#### [What you have to do]
Each entry needs to be given again, character for character.

#### [Data records]
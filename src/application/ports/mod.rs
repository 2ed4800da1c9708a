pub mod document_extractor;
pub mod embedding_provider;
pub mod generation_provider;
pub mod ingest_queue;
pub mod object_storage;
pub mod ocr_engine;

pub use document_extractor::DocumentExtractor;
pub use embedding_provider::EmbeddingProvider;
pub use generation_provider::GenerationProvider;
pub use ingest_queue::IngestQueue;
pub use object_storage::ObjectStorage;
pub use ocr_engine::OcrEngine;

#### [Exercise answer]
filename src/application/ports/mod.rs
repository 2ed4800da1c9708a
pub mod document_extractor;
pub mod embedding_provider;
pub mod generation_provider;
pub mod ingest_queue;
pub mod object_storage;
pub mod ocr_engine;

pub use document_extractor::DocumentExtractor;
pub use embedding_provider::EmbeddingProvider;
pub use generation_provider::GenerationProvider;
pub use ingest_queue::IngestQueue;
pub use object_storage::ObjectStorage;
pub use ocr_engine::OcrEngine;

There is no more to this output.